Llegó a Costa Rica en 1974, un año después del “tanquetazo” perpetrado en Chile el 11 de setiembre de 1973. Su esposo, el destacado intelectual Raúl Torres (crítico de la cultura, filólogo, historiador) recibió al día siguiente del golpe el comunicado eufemístico: la universidad de la que fue vicerrector de docencia sería objeto de una “reestructuración”. Con esa infame perífrasis lo ponían de patitas en la calle. Uno de sus sobrinos fue secuestrado, torturado y sesinado: le cortaron los dedos. Raúl se fue para Perú, que como toda Sudamérica, sangraba bajo una de las dictaduras implantadas por Nixon, Kissinger, y el ominoso “Plan Cóndor”, el acuerdo mediante el cual los déspotas de cada país se comprometían a ofrecer ayuda solidaria a las demás dictaduras. En Perú le negaron la residencia. Carlos Monge Alfaro, entonces exrector de la Universidad de Costa Rica, descubre a Raúl, y le dice: “¡Véngase con su esposa para mi país!” Raúl comienza enseñando cuatro horas de Historia de la cultura en la UCR y Myriam se incorpora a Cedal, una institución financiada por Alemania Democrática que operaba en Santa Bárbara de Heredia. Conoce a Alberto Baeza Flores, que le recomienda, para iniciarse en la literatura costarricense, La ruta de su evasión, de Yolanda Oreamuno. Este fue el bautismo literario de Myriam en nuestro país.

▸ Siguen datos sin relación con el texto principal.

use thiserror::Error;

use super::Card;

/// Crate wide error type. Uses `thiserror` to provide readable messages.
///
/// Validation errors from the estimation layer (duplicate cards, short
/// decks) indicate a malformed decision state; bots catch them at the
/// decision boundary and fall back to the safest legal action.
#[derive(Error, Debug)]
pub enum BotError {
    #[error("Unable to parse value")]
    UnexpectedValueChar,
    #[error("Unable to parse suit")]
    UnexpectedSuitChar,
    #[error("Error reading characters while parsing")]
    TooFewChars,
    #[error("Extra un-used characters found after parsing")]
    UnparsedCharsRemaining,
    #[error("Card {0} is already in use")]
    DuplicateCard(Card),
    #[error("A board has at most five cards, got {0}")]
    InvalidBoardSize(usize),
    #[error("Hand potential needs a flop or turn board, got {0} cards")]
    PotentialBoardSize(usize),
    #[error("The deck has {remaining} cards left but {needed} are needed")]
    InsufficientDeck { needed: usize, remaining: usize },
    #[error("Monte Carlo estimation needs at least one iteration")]
    NoIterations,
    #[error("Pairs can't be suited.")]
    InvalidSuitedPairs,
    #[error("A starting hand needs a suitedness marker: {0}")]
    MissingSuitedness(String),
    #[error("No precomputed strength for starting hand {0}")]
    UnknownStartingHand(String),
    #[error("Malformed preflop table row: {0}")]
    InvalidTableRow(String),
    #[error("Preflop table defines {0} twice")]
    DuplicateTableRow(String),
    #[error("The acting player has no hole cards")]
    MissingHoleCards,
    #[error(transparent)]
    Io(#[from] std::io::Error),
}
use std::collections::HashMap;
use std::fmt;
use std::path::Path;
use std::str::FromStr;

use crate::core::{BotError, Card, Suit, Value};

use super::HolePair;

/// Whether the two hole cards share a suit. Pairs never do, so a pair
/// carries `OffSuit` and suited pairs are rejected at construction.
#[derive(Debug, Clone, Copy, PartialEq, Eq, PartialOrd, Ord, Hash)]
#[cfg_attr(feature = "serde", derive(serde::Serialize, serde::Deserialize))]
pub enum Suitedness {
    Suited,
    OffSuit,
}

/// A canonical preflop hand class, written `"AA"`, `"AKs"` or `"AKo"`.
///
/// The 1326 concrete hole pairs collapse into 169 of these classes, which
/// is what the precomputed preflop strength table is keyed by.
///
/// # Examples
///
/// ```
/// use rangebot::holdem::{HolePair, StartingHand};
///
/// let pair: HolePair = "KdAh".parse().unwrap();
/// let hand = StartingHand::from(pair);
/// assert_eq!("AKo", hand.to_string());
/// ```
#[derive(Debug, Clone, Copy, PartialEq, Eq, PartialOrd, Ord, Hash)]
#[cfg_attr(feature = "serde", derive(serde::Serialize, serde::Deserialize))]
pub struct StartingHand {
    high: Value,
    low: Value,
    suitedness: Suitedness,
}

impl StartingHand {
    /// Build a starting hand from two values in either order.
    pub fn new(a: Value, b: Value, suitedness: Suitedness) -> Result<Self, BotError> {
        let (high, low) = if a >= b { (a, b) } else { (b, a) };
        // Can't have a suited pair. Not unless you're cheating.
        if high == low && suitedness == Suitedness::Suited {
            return Err(BotError::InvalidSuitedPairs);
        }
        Ok(Self {
            high,
            low,
            suitedness,
        })
    }

    pub fn high(&self) -> Value {
        self.high
    }

    pub fn low(&self) -> Value {
        self.low
    }

    pub fn suitedness(&self) -> Suitedness {
        self.suitedness
    }

    pub fn is_pair(&self) -> bool {
        self.high == self.low
    }

    fn suited_hands(&self) -> Vec<HolePair> {
        Suit::suits()
            .iter()
            .filter_map(|s| {
                HolePair::new(
                    Card {
                        value: self.high,
                        suit: *s,
                    },
                    Card {
                        value: self.low,
                        suit: *s,
                    },
                )
                .ok()
            })
            .collect()
    }

    fn offsuit_hands(&self) -> Vec<HolePair> {
        let suits = Suit::suits();
        let mut hands = Vec::with_capacity(if self.is_pair() { 6 } else { 12 });
        for (i, suit_one) in suits.iter().enumerate() {
            for suit_two in &suits[i + 1..] {
                hands.extend(
                    HolePair::new(
                        Card {
                            value: self.high,
                            suit: *suit_one,
                        },
                        Card {
                            value: self.low,
                            suit: *suit_two,
                        },
                    )
                    .ok(),
                );
                // If this isn't a pair then the flipped suits are distinct.
                if !self.is_pair() {
                    hands.extend(
                        HolePair::new(
                            Card {
                                value: self.high,
                                suit: *suit_two,
                            },
                            Card {
                                value: self.low,
                                suit: *suit_one,
                            },
                        )
                        .ok(),
                    );
                }
            }
        }
        hands
    }

    /// Every concrete hole pair in this class: four for a suited hand,
    /// six for a pair, twelve for an offsuit non-pair.
    pub fn possible_hands(&self) -> Vec<HolePair> {
        match self.suitedness {
            Suitedness::Suited => self.suited_hands(),
            Suitedness::OffSuit => self.offsuit_hands(),
        }
    }

    /// All 169 canonical starting hands.
    pub fn all() -> Vec<StartingHand> {
        let mut hands = Vec::with_capacity(169);
        let values = Value::values();
        for (i, low) in values.iter().enumerate() {
            for high in &values[i..] {
                hands.push(StartingHand {
                    high: *high,
                    low: *low,
                    suitedness: Suitedness::OffSuit,
                });
                if high != low {
                    hands.push(StartingHand {
                        high: *high,
                        low: *low,
                        suitedness: Suitedness::Suited,
                    });
                }
            }
        }
        hands
    }
}

impl From<HolePair> for StartingHand {
    fn from(pair: HolePair) -> Self {
        // A pair can never be suited, so this can't build the rejected
        // suited-pair combination.
        let suitedness = if pair.suited() {
            Suitedness::Suited
        } else {
            Suitedness::OffSuit
        };
        Self {
            high: pair.high().value,
            low: pair.low().value,
            suitedness,
        }
    }
}

impl fmt::Display for StartingHand {
    fn fmt(&self, f: &mut fmt::Formatter<'_>) -> fmt::Result {
        write!(f, "{}{}", self.high.to_char(), self.low.to_char())?;
        if !self.is_pair() {
            let marker = match self.suitedness {
                Suitedness::Suited => 's',
                Suitedness::OffSuit => 'o',
            };
            write!(f, "{marker}")?;
        }
        Ok(())
    }
}

impl FromStr for StartingHand {
    type Err = BotError;

    fn from_str(s: &str) -> Result<Self, Self::Err> {
        let chars: Vec<char> = s.chars().collect();
        match chars[..] {
            [a, b] => {
                let high = Value::from_char(a).ok_or(BotError::UnexpectedValueChar)?;
                let low = Value::from_char(b).ok_or(BotError::UnexpectedValueChar)?;
                if high != low {
                    return Err(BotError::MissingSuitedness(s.to_string()));
                }
                StartingHand::new(high, low, Suitedness::OffSuit)
            }
            [a, b, m] => {
                let high = Value::from_char(a).ok_or(BotError::UnexpectedValueChar)?;
                let low = Value::from_char(b).ok_or(BotError::UnexpectedValueChar)?;
                let suitedness = match m {
                    's' => Suitedness::Suited,
                    'o' => Suitedness::OffSuit,
                    _ => return Err(BotError::MissingSuitedness(s.to_string())),
                };
                StartingHand::new(high, low, suitedness)
            }
            [_] | [] => Err(BotError::TooFewChars),
            _ => Err(BotError::UnparsedCharsRemaining),
        }
    }
}

/// Precomputed preflop win rates, keyed by canonical starting hand.
///
/// Loaded once at bot construction and read-only after that. The rows are
/// `key,winrate` lines as produced by the `gen_preflop` binary. A lookup
/// miss means the table or the canonicalization is broken, so it fails
/// loudly instead of returning a default.
#[derive(Debug, Clone, Default)]
pub struct PreflopTable {
    strengths: HashMap<StartingHand, f64>,
}

impl PreflopTable {
    /// Parse `key,winrate` rows. Blank lines and `#` comments are skipped.
    pub fn parse(text: &str) -> Result<Self, BotError> {
        let mut strengths = HashMap::new();
        for line in text.lines() {
            let line = line.trim();
            if line.is_empty() || line.starts_with('#') {
                continue;
            }
            let (key, value) = line
                .split_once(',')
                .ok_or_else(|| BotError::InvalidTableRow(line.to_string()))?;
            let hand: StartingHand = key.trim().parse()?;
            let strength: f64 = value
                .trim()
                .parse()
                .map_err(|_| BotError::InvalidTableRow(line.to_string()))?;
            if strengths.insert(hand, strength).is_some() {
                return Err(BotError::DuplicateTableRow(hand.to_string()));
            }
        }
        Ok(Self { strengths })
    }

    pub fn load(path: &Path) -> Result<Self, BotError> {
        let text = std::fs::read_to_string(path)?;
        Self::parse(&text)
    }

    /// The precomputed win rate for the class this hole pair belongs to.
    pub fn strength(&self, pair: HolePair) -> Result<f64, BotError> {
        let hand = StartingHand::from(pair);
        self.strengths
            .get(&hand)
            .copied()
            .ok_or_else(|| BotError::UnknownStartingHand(hand.to_string()))
    }

    pub fn len(&self) -> usize {
        self.strengths.len()
    }

    pub fn is_empty(&self) -> bool {
        self.strengths.is_empty()
    }
}

#[cfg(test)]
mod tests {
    use super::*;
    use std::collections::HashSet;
    use std::io::Write;

    #[test]
    fn test_all_is_169() {
        let all = StartingHand::all();
        assert_eq!(169, all.len());
        let unique: HashSet<StartingHand> = all.into_iter().collect();
        assert_eq!(169, unique.len());
    }

    #[test]
    fn test_all_expands_to_every_hole_pair() {
        let total: usize = StartingHand::all()
            .iter()
            .map(|h| h.possible_hands().len())
            .sum();
        assert_eq!(1326, total);
    }

    #[test]
    fn test_pair_has_six_hands() {
        let hand: StartingHand = "AA".parse().unwrap();
        assert_eq!(6, hand.possible_hands().len());
    }

    #[test]
    fn test_suited_has_four_hands() {
        let hand: StartingHand = "AKs".parse().unwrap();
        let hands = hand.possible_hands();
        assert_eq!(4, hands.len());
        assert!(hands.iter().all(|p| p.suited()));
    }

    #[test]
    fn test_offsuit_has_twelve_hands() {
        let hand: StartingHand = "AKo".parse().unwrap();
        let hands = hand.possible_hands();
        assert_eq!(12, hands.len());
        assert!(hands.iter().all(|p| !p.suited()));
    }

    #[test]
    fn test_display_round_trip() {
        for hand in StartingHand::all() {
            let parsed: StartingHand = hand.to_string().parse().unwrap();
            assert_eq!(hand, parsed);
        }
    }

    #[test]
    fn test_canonicalize_hole_pairs() {
        let suited: HolePair = "KhAh".parse().unwrap();
        assert_eq!("AKs", StartingHand::from(suited).to_string());

        let offsuit: HolePair = "AhKd".parse().unwrap();
        assert_eq!("AKo", StartingHand::from(offsuit).to_string());

        let pocket: HolePair = "AhAd".parse().unwrap();
        assert_eq!("AA", StartingHand::from(pocket).to_string());
    }

    #[test]
    fn test_rejects_suited_pair() {
        assert!(matches!(
            "AAs".parse::<StartingHand>(),
            Err(BotError::InvalidSuitedPairs)
        ));
    }

    #[test]
    fn test_rejects_missing_suitedness() {
        assert!(matches!(
            "AK".parse::<StartingHand>(),
            Err(BotError::MissingSuitedness(_))
        ));
    }

    #[test]
    fn test_table_parse_and_lookup() {
        let table = PreflopTable::parse("# winrates\nAA,0.85\nAKs,0.67\nAKo,0.65\n")
            .unwrap();
        assert_eq!(3, table.len());

        let aces: HolePair = "AsAd".parse().unwrap();
        assert_eq!(0.85, table.strength(aces).unwrap());

        let suited: HolePair = "AhKh".parse().unwrap();
        assert_eq!(0.67, table.strength(suited).unwrap());
    }

    #[test]
    fn test_table_lookup_miss_is_loud() {
        let table = PreflopTable::parse("AA,0.85\n").unwrap();
        let missing: HolePair = "7c2d".parse().unwrap();
        assert!(matches!(
            table.strength(missing),
            Err(BotError::UnknownStartingHand(_))
        ));
    }

    #[test]
    fn test_table_rejects_duplicate_rows() {
        assert!(matches!(
            PreflopTable::parse("AA,0.85\nAA,0.80\n"),
            Err(BotError::DuplicateTableRow(_))
        ));
    }

    #[test]
    fn test_table_rejects_malformed_rows() {
        assert!(matches!(
            PreflopTable::parse("AA 0.85\n"),
            Err(BotError::InvalidTableRow(_))
        ));
        assert!(matches!(
            PreflopTable::parse("AA,not-a-number\n"),
            Err(BotError::InvalidTableRow(_))
        ));
    }

    #[test]
    fn test_table_load_from_file() {
        let mut file = tempfile::NamedTempFile::new().unwrap();
        writeln!(file, "AA,0.85").unwrap();
        writeln!(file, "72o,0.32").unwrap();
        file.flush().unwrap();

        let table = PreflopTable::load(file.path()).unwrap();
        assert_eq!(2, table.len());

        let worst: HolePair = "7c2d".parse().unwrap();
        assert_eq!(0.32, table.strength(worst).unwrap());
    }
}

Pero abordemos la máquina del tiempo de H. G. Wells, y viajemos al pasado. A los ocho años escribió su primer cuento: se llamaba “El perro que volvió a casa”, y a los doce publicaba en la revista infantil “El cabrito”. Los perros: su lealtad, su ternura, su compañía silente pero cuajada de afecto… uno de los grandes leitmotivs de su literatura. Myriam es laureada por sus libros Tribilín prohibido y otras vedas, así como Las otras personas y algunas más, acreedores al premio “Gabriela Mistral”.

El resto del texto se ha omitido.